Spent time graph is displayed only when time tracking is enabled for one or more projects associated with the current board. This graph shows the actual time spent by the team and the number of work items logged by the team for sprint tasks.

Taking weekends into account

In YouTrack burndown chart can take weekends into account. If your team does not work on weekends, you can exclude weekends from the chart.

You can define the days your team works by using Settings | Project | More settings | Time Tracking.

By default, Saturday and Sunday are designated as the weekend. Feel free to configure your project differently if you work schedule is different from this.

Creating the burndown chart

Creating the burndown chart is easy. Click the Charts icon on the Agile board:

A new burndown chart will be created. If time management is not enabled in your project and no estimation is set for the tasks, burndown chart takes only the number of tasks on the board into account:

Horizontal regions in the ideal burndown are weekends, when no work has to be performed.

If time management is enabled in your project, you can make a burndown chart with time metrics as well. Ideal burndown shows the estimation for the current sprint, while remaining effort shows how much time is needed to complete the sprint (if the estimation was accurate), and Spent Time graph shows how much time is already spent.

How burndown chart graphs are calculated

Ideal burndown graph is an ideal distribution of spent time on the sprint period. It assumes you spend equal time every day on the project proportionally to the number of days in the estimation. Ideal burndown assumes that you do not work on weekends.

Spent time graph is literally the total time spent each day on all tasks you worked on that day.

Remaining effort graph is a bit more complicated. The remaining effort on each particular day is the estimation minus spent time. However, if spent time is equal or greater than estimation (i.e. something is overdue), remaining effort counts it equal to estimation. If a task was fixed quicker than estimated, the remaining effort for it is counted as if it were fixed as estimated.

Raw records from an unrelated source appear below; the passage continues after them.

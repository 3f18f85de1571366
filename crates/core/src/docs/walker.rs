//! Recursive docs directory walker.

use std::io::ErrorKind;
use std::path::{Path, PathBuf};
use thiserror::Error;
use tracing::debug;
use walkdir::WalkDir;

use super::types::{DocRef, ExclusionSet};

#[derive(Debug, Error)]
pub enum DocsWalkerError {
    #[error("docs directory does not exist: {0}")]
    MissingRoot(String),

    #[error("docs path is not a directory: {0}")]
    NotADirectory(String),

    #[error("failed to read docs directory {0}: {1}")]
    RootError(String, #[source] std::io::Error),

    #[error("failed to walk docs directory {0}: {1}")]
    WalkError(String, #[source] walkdir::Error),
}

/// Walker for discovering markdown documents under a docs root.
#[derive(Debug)]
pub struct DocsWalker {
    root: PathBuf,
    exclusions: ExclusionSet,
}

impl DocsWalker {
    /// Create a walker for `root` that skips directories named in `exclusions`.
    pub fn new(root: &Path, exclusions: ExclusionSet) -> Result<Self, DocsWalkerError> {
        let metadata = root.metadata().map_err(|e| match e.kind() {
            ErrorKind::NotFound => DocsWalkerError::MissingRoot(root.display().to_string()),
            _ => DocsWalkerError::RootError(root.display().to_string(), e),
        })?;

        if !metadata.is_dir() {
            return Err(DocsWalkerError::NotADirectory(root.display().to_string()));
        }

        Ok(Self { root: root.to_path_buf(), exclusions })
    }

    /// Walk the docs root and return every markdown document, sorted by
    /// relative path.
    pub fn walk(&self) -> Result<Vec<DocRef>, DocsWalkerError> {
        let mut docs = Vec::new();

        for entry in WalkDir::new(&self.root)
            .follow_links(false)
            .into_iter()
            .filter_entry(|e| !self.is_excluded(e))
        {
            let entry = entry.map_err(|e| {
                DocsWalkerError::WalkError(self.root.display().to_string(), e)
            })?;

            if !entry.file_type().is_file() || !is_markdown_file(entry.path()) {
                continue;
            }

            let relative = entry.path().strip_prefix(&self.root).unwrap_or(entry.path());
            docs.push(DocRef::from_relative(relative));
        }

        docs.sort();
        debug!(root = %self.root.display(), count = docs.len(), "walked docs directory");
        Ok(docs)
    }

    /// Check if a directory entry should be pruned from the walk.
    fn is_excluded(&self, entry: &walkdir::DirEntry) -> bool {
        // Never filter the root directory (depth 0)
        if entry.depth() == 0 || !entry.file_type().is_dir() {
            return false;
        }

        let name = entry.file_name().to_string_lossy();

        if name.starts_with('.') {
            debug!(path = %entry.path().display(), "skipping hidden directory");
            return true;
        }

        if self.exclusions.contains(&name) {
            debug!(path = %entry.path().display(), "skipping excluded directory");
            return true;
        }

        false
    }
}

/// Walk `root` with the given exclusions in one call.
pub fn walk_docs(
    root: &Path,
    exclusions: &ExclusionSet,
) -> Result<Vec<DocRef>, DocsWalkerError> {
    DocsWalker::new(root, exclusions.clone())?.walk()
}

// Matches on the raw name so `.md` itself and non-UTF-8 names count.
fn is_markdown_file(path: &Path) -> bool {
    path.file_name().is_some_and(|n| n.as_encoded_bytes().ends_with(b".md"))
}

How sprints are shown on the burndown chart

Sprints shown on the chart may be completed or incomplete. A completed chart means all tasks were resolved before the sprint end. An incomplete sprint means it continues after the planned sprint end. However, the best practice is to carry over all unresolved tasks to the next sprint. This is why YouTrack limits the burndown chart: the graph ends on the last day of the completed sprint, or, for incomplete sprints, is extended by up to 1/2 of the sprint time.

The graph above shows what happens if tasks are not resolved before the planned sprint end: the graph shows effort overdue, which effectively extends the line of remained effort. As is clear from the graph, ideal burndown shows the planned sprint end.

If the sprint is completed on time, the remained effort and ideal burndown graphs converge when the sprint ends.

Thus, you can observe the sprint progress at any time, checking to see if the actual work is close to the estimation.